Alors qu'elle captive son audience, j'en oublie presque les musiciens, pourtant impeccables. La sono est parfaite : chaque instrument est clair, même la basse puissante reste sans saturation. Le bassiste, dans l'ombre, assure la colonne vertébrale des morceaux avec la batterie. Nadine est l'âme et les muscles de cette performance, tandis que les guitares et claviers apportent des touches d'ornement. Que ce soit avec les titres de son superbe quatrième album,
Filthy Underneath, ou avec des morceaux plus anciens, les orchestrations sont superbes.
Communiquant principalement par sa musique, ses sourires ou quelques grimaces, Nadine remercie chaleureusement le public avant
Food For Fuel. Après presque
dix ans d'absence dans la capitale, elle est agréablement surprise par l'affluence ce soir. Que l'atmosphère soit lugubre, comme sur
Stealing Cars, avec juste sa voix posée sur une nappe de synthé, ou plus rythmée, comme sur
Twenty Things, où tout le groupe semble s'envoler, chaque chanson dégage une puissance dramatique et mélancolique. Avant
French Exit, Nadine explique, non sans humour, que ce titre n'a rien à voir avec nous : c'est l'art de partir sans se faire remarquer (ndlr : filer à l'anglaise en français).

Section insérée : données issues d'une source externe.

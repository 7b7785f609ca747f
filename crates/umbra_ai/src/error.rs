//! Error types for the perception core

use crate::services::EntityId;
use thiserror::Error;

/// Errors surfaced while configuring or starting an agent
#[derive(Debug, Error)]
pub enum AiError {
    /// A profile value is out of range or inconsistent
    #[error("Invalid agent profile: {0}")]
    InvalidProfile(String),

    /// The agent could not be placed on a walkable surface
    #[error("Agent {agent} is not on a walkable surface")]
    OffNavSurface { agent: EntityId },

    /// A waypoint is not a finite position
    #[error("Waypoint {index} is not a finite position")]
    InvalidWaypoint { index: usize },
}

/// Result type for agent setup
pub type Result<T> = std::result::Result<T, AiError>;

Le set se termine avec un duo de guitares inspiré sur
Fool, qui s'achève trop vite, suivi du torrent d'énergie de
Out Of The Way, une chanson punk accompagnée de lumières stroboscopiques. Le groupe revient rapidement pour
Holiday Destination et une version bondissante de
Trad. Enfin, Nadine Shah présente ses formidables musiciens avant de conclure avec
Greatest Dancer, l'un des morceaux les plus marquants de son dernier album. Espérons qu'elle ne mettra pas dix ans à revenir nous voir.